Top of Exercise material

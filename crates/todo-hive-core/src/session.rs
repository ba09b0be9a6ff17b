//! Session token storage.
//!
//! Stores the bearer token and the detected backend variant in
//! `<base>/session.json` with restricted permissions (0600).
//! Every mutation is written through to storage before returning.
//! Tokens are never logged.

use std::fmt;
use std::fs::{self, OpenOptions};
use std::io::{self, Write};
use std::path::{Path, PathBuf};
use std::str::FromStr;
use std::sync::{Arc, Mutex, PoisonError};

use serde::{Deserialize, Serialize};

use crate::config::paths;
use crate::error::StoreError;

/// Storage key holding the bearer token.
pub const TOKEN_KEY: &str = "auth_token";
/// Storage key holding the backend variant tag.
pub const VARIANT_KEY: &str = "backend_type";

/// Backend response-shape convention.
#[derive(Debug, Clone, Copy, PartialEq, Eq, Hash, Serialize, Deserialize)]
pub enum BackendVariant {
    /// `{message}` on register, `{token}` on login, todo endpoints, no `/api/me`.
    #[serde(rename = "worker_a")]
    A,
    /// `{token, user}` on register and login, `/api/me`, no todo endpoints.
    #[serde(rename = "worker_b")]
    B,
}

impl BackendVariant {
    /// Tag written to storage.
    pub fn tag(self) -> &'static str {
        match self {
            BackendVariant::A => "worker_a",
            BackendVariant::B => "worker_b",
        }
    }

    pub fn display_name(self) -> &'static str {
        match self {
            BackendVariant::A => "Worker A",
            BackendVariant::B => "Worker B",
        }
    }

    pub fn supports_todos(self) -> bool {
        matches!(self, BackendVariant::A)
    }

    pub fn supports_profile(self) -> bool {
        matches!(self, BackendVariant::B)
    }
}

impl fmt::Display for BackendVariant {
    fn fmt(&self, f: &mut fmt::Formatter<'_>) -> fmt::Result {
        f.write_str(self.display_name())
    }
}

impl FromStr for BackendVariant {
    type Err = String;

    fn from_str(s: &str) -> Result<Self, Self::Err> {
        match s.trim().to_ascii_lowercase().as_str() {
            "worker_a" | "a" => Ok(BackendVariant::A),
            "worker_b" | "b" => Ok(BackendVariant::B),
            other => Err(format!(
                "Unknown backend '{other}' (expected worker_a or worker_b)"
            )),
        }
    }
}

/// How the backend variant in use was resolved.
#[derive(Debug, Clone, Copy, PartialEq, Eq)]
pub enum Negotiated {
    /// Detected from an earlier response and persisted. Sticky until reset.
    Stored(BackendVariant),
    /// Guessed from config or the base URL; never persisted.
    Assumed(BackendVariant),
}

impl Negotiated {
    pub fn variant(self) -> BackendVariant {
        match self {
            Negotiated::Stored(v) | Negotiated::Assumed(v) => v,
        }
    }

    pub fn is_detected(self) -> bool {
        matches!(self, Negotiated::Stored(_))
    }
}

/// Snapshot of the client session.
#[derive(Debug, Clone, PartialEq, Eq)]
pub struct Session {
    pub token: Option<String>,
    pub variant: Negotiated,
}

impl Session {
    /// Reads the session from a store, assuming `fallback` if no variant was detected yet.
    ///
    /// # Errors
    /// Returns an error if the store cannot be read.
    pub fn load(store: &dyn TokenStore, fallback: BackendVariant) -> Result<Self, StoreError> {
        let variant = match store.get_variant()? {
            Some(stored) => Negotiated::Stored(stored),
            None => Negotiated::Assumed(fallback),
        };
        Ok(Self {
            token: store.get()?,
            variant,
        })
    }

    pub fn is_authenticated(&self) -> bool {
        self.token.is_some()
    }
}

/// Persistent key-value storage for the session.
///
/// Implementations must write every mutation through to their backing storage.
pub trait TokenStore: Send + Sync {
    /// Returns the stored bearer token.
    ///
    /// # Errors
    /// Returns an error if storage cannot be read.
    fn get(&self) -> Result<Option<String>, StoreError>;

    /// Stores a bearer token, replacing any previous one.
    ///
    /// # Errors
    /// Returns an error if storage cannot be written.
    fn set(&self, token: &str) -> Result<(), StoreError>;

    /// Removes the bearer token. The backend variant is kept.
    ///
    /// # Errors
    /// Returns an error if storage cannot be written.
    fn clear(&self) -> Result<(), StoreError>;

    /// Returns the detected backend variant.
    ///
    /// # Errors
    /// Returns an error if storage cannot be read.
    fn get_variant(&self) -> Result<Option<BackendVariant>, StoreError>;

    /// Stores the detected backend variant.
    ///
    /// # Errors
    /// Returns an error if storage cannot be written.
    fn set_variant(&self, variant: BackendVariant) -> Result<(), StoreError>;

    /// Wipes token and variant.
    ///
    /// # Errors
    /// Returns an error if storage cannot be written.
    fn reset(&self) -> Result<(), StoreError>;
}

/// On-disk layout of the session file.
#[derive(Debug, Default, Clone, PartialEq, Eq, Serialize, Deserialize)]
pub struct SessionRecord {
    #[serde(rename = "auth_token", default, skip_serializing_if = "Option::is_none")]
    pub token: Option<String>,
    #[serde(rename = "backend_type", default, skip_serializing_if = "Option::is_none")]
    pub variant: Option<BackendVariant>,
}

/// Session stored as JSON on disk.
#[derive(Debug, Clone)]
pub struct FileTokenStore {
    path: PathBuf,
}

impl FileTokenStore {
    pub fn new(path: impl Into<PathBuf>) -> Self {
        Self { path: path.into() }
    }

    /// Store at the default location under the todo-hive home.
    pub fn default_location() -> Self {
        Self::new(paths::session_path())
    }

    pub fn path(&self) -> &Path {
        &self.path
    }

    /// Loads the record. Returns an empty record if the file doesn't exist.
    fn load(&self) -> Result<SessionRecord, StoreError> {
        if !self.path.exists() {
            return Ok(SessionRecord::default());
        }

        let contents = fs::read_to_string(&self.path).map_err(|source| StoreError::Io {
            path: self.path.clone(),
            source,
        })?;
        if contents.trim().is_empty() {
            return Ok(SessionRecord::default());
        }

        serde_json::from_str(&contents).map_err(|source| StoreError::Parse {
            path: self.path.clone(),
            source,
        })
    }

    /// Saves the record with restricted permissions (0600).
    fn save(&self, record: &SessionRecord) -> Result<(), StoreError> {
        let io_err = |source| StoreError::Io {
            path: self.path.clone(),
            source,
        };

        if let Some(parent) = self.path.parent() {
            fs::create_dir_all(parent).map_err(io_err)?;
        }

        let contents = serde_json::to_string_pretty(record).map_err(|source| StoreError::Parse {
            path: self.path.clone(),
            source,
        })?;

        let mut options = OpenOptions::new();
        options.write(true).create(true).truncate(true);
        #[cfg(unix)]
        {
            use std::os::unix::fs::OpenOptionsExt;
            options.mode(0o600);
        }

        let mut file = options.open(&self.path).map_err(io_err)?;
        file.write_all(contents.as_bytes()).map_err(io_err)?;
        file.sync_all().map_err(io_err)?;
        Ok(())
    }

    fn update(&self, f: impl FnOnce(&mut SessionRecord)) -> Result<(), StoreError> {
        let mut record = self.load()?;
        f(&mut record);
        self.save(&record)
    }
}

impl TokenStore for FileTokenStore {
    fn get(&self) -> Result<Option<String>, StoreError> {
        Ok(self.load()?.token)
    }

    fn set(&self, token: &str) -> Result<(), StoreError> {
        self.update(|record| record.token = Some(token.to_string()))
    }

    fn clear(&self) -> Result<(), StoreError> {
        self.update(|record| record.token = None)
    }

    fn get_variant(&self) -> Result<Option<BackendVariant>, StoreError> {
        Ok(self.load()?.variant)
    }

    fn set_variant(&self, variant: BackendVariant) -> Result<(), StoreError> {
        self.update(|record| record.variant = Some(variant))
    }

    fn reset(&self) -> Result<(), StoreError> {
        match fs::remove_file(&self.path) {
            Ok(()) => Ok(()),
            Err(err) if err.kind() == io::ErrorKind::NotFound => Ok(()),
            Err(source) => Err(StoreError::Io {
                path: self.path.clone(),
                source,
            }),
        }
    }
}

/// Session kept in a shared in-memory record.
///
/// Clones share the same record, so a clone handed to a client observes
/// every write made through another clone.
#[derive(Debug, Clone, Default)]
pub struct MemoryTokenStore {
    record: Arc<Mutex<SessionRecord>>,
}

impl MemoryTokenStore {
    pub fn new() -> Self {
        Self::default()
    }

    pub fn with_record(record: SessionRecord) -> Self {
        Self {
            record: Arc::new(Mutex::new(record)),
        }
    }

    pub fn snapshot(&self) -> SessionRecord {
        self.record
            .lock()
            .unwrap_or_else(PoisonError::into_inner)
            .clone()
    }

    fn with<T>(&self, f: impl FnOnce(&mut SessionRecord) -> T) -> T {
        let mut guard = self.record.lock().unwrap_or_else(PoisonError::into_inner);
        f(&mut guard)
    }
}

impl TokenStore for MemoryTokenStore {
    fn get(&self) -> Result<Option<String>, StoreError> {
        Ok(self.with(|record| record.token.clone()))
    }

    fn set(&self, token: &str) -> Result<(), StoreError> {
        self.with(|record| record.token = Some(token.to_string()));
        Ok(())
    }

    fn clear(&self) -> Result<(), StoreError> {
        self.with(|record| record.token = None);
        Ok(())
    }

    fn get_variant(&self) -> Result<Option<BackendVariant>, StoreError> {
        Ok(self.with(|record| record.variant))
    }

    fn set_variant(&self, variant: BackendVariant) -> Result<(), StoreError> {
        self.with(|record| record.variant = Some(variant));
        Ok(())
    }

    fn reset(&self) -> Result<(), StoreError> {
        self.with(|record| *record = SessionRecord::default());
        Ok(())
    }
}

/// Masks a token for display, keeping only a short prefix.
pub fn mask_token(token: &str) -> String {
    let prefix: String = token.chars().take(8).collect();
    if token.chars().count() <= 16 {
        return "***".to_string();
    }
    format!("{prefix}...")
}
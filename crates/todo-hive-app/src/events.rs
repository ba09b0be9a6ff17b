//! Events fed into the reducer.
//!
//! User actions come from the front-end; result events come from the runtime
//! after it executes an effect. Errors travel as an `EffectError`: the
//! display message plus whether the backend rejected the session.

use std::fmt;

use todo_hive_core::api::{LoginOutcome, RegisterOutcome, SessionCheck, Todo, User};
use todo_hive_core::error::ApiError;
use todo_hive_core::session::Session;

/// Failure reported by an effect.
#[derive(Debug, Clone, PartialEq, Eq)]
pub struct EffectError {
    pub message: String,
    /// The backend answered 401/403; the stored token is no longer usable.
    pub session: bool,
}

impl EffectError {
    pub fn new(message: impl Into<String>) -> Self {
        Self {
            message: message.into(),
            session: false,
        }
    }

    pub fn session(message: impl Into<String>) -> Self {
        Self {
            message: message.into(),
            session: true,
        }
    }
}

impl From<&ApiError> for EffectError {
    fn from(err: &ApiError) -> Self {
        Self {
            message: err.to_string(),
            session: err.is_session_error(),
        }
    }
}

impl fmt::Display for EffectError {
    fn fmt(&self, f: &mut fmt::Formatter<'_>) -> fmt::Result {
        f.write_str(&self.message)
    }
}

#[derive(Debug, Clone)]
pub enum UiEvent {
    /// First event after start-up.
    Startup,

    // User actions
    ShowLogin,
    ShowRegister,
    SubmitLogin {
        username: String,
        password: String,
    },
    SubmitRegister {
        username: String,
        password: String,
        confirm: String,
    },
    /// Draft text changed; drives the character counter.
    EditDraft {
        content: String,
    },
    SubmitTodo {
        content: String,
    },
    RefreshTodos,
    Logout,
    CopyToken,
    DismissAlert {
        id: u64,
    },

    // Results
    /// Fresh session snapshot, sent before the result of any session-changing effect.
    SessionSynced(Session),
    SessionVerified(Result<SessionCheck, EffectError>),
    LoginFinished(Result<LoginOutcome, EffectError>),
    RegisterFinished(Result<RegisterOutcome, EffectError>),
    UserLoaded(Result<Option<User>, EffectError>),
    TodosLoaded(Result<Vec<Todo>, EffectError>),
    TodoCreated(Result<Todo, EffectError>),
    TokenCopied(Result<(), EffectError>),
}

Bottom of Exercise material

_Your goal_. Within the entries, find all lines holding "Debug" and copy each one.

_Task result_.
#[derive(Debug, Clone, Copy, PartialEq, Eq, Hash, Serialize, Deserialize)]
#[derive(Debug, Clone, Copy, PartialEq, Eq)]
#[derive(Debug, Clone, PartialEq, Eq)]
#[derive(Debug, Default, Clone, PartialEq, Eq, Serialize, Deserialize)]
#[derive(Debug, Clone)]
#[derive(Debug, Clone, Default)]
#[derive(Debug, Clone, PartialEq, Eq)]
#[derive(Debug, Clone)]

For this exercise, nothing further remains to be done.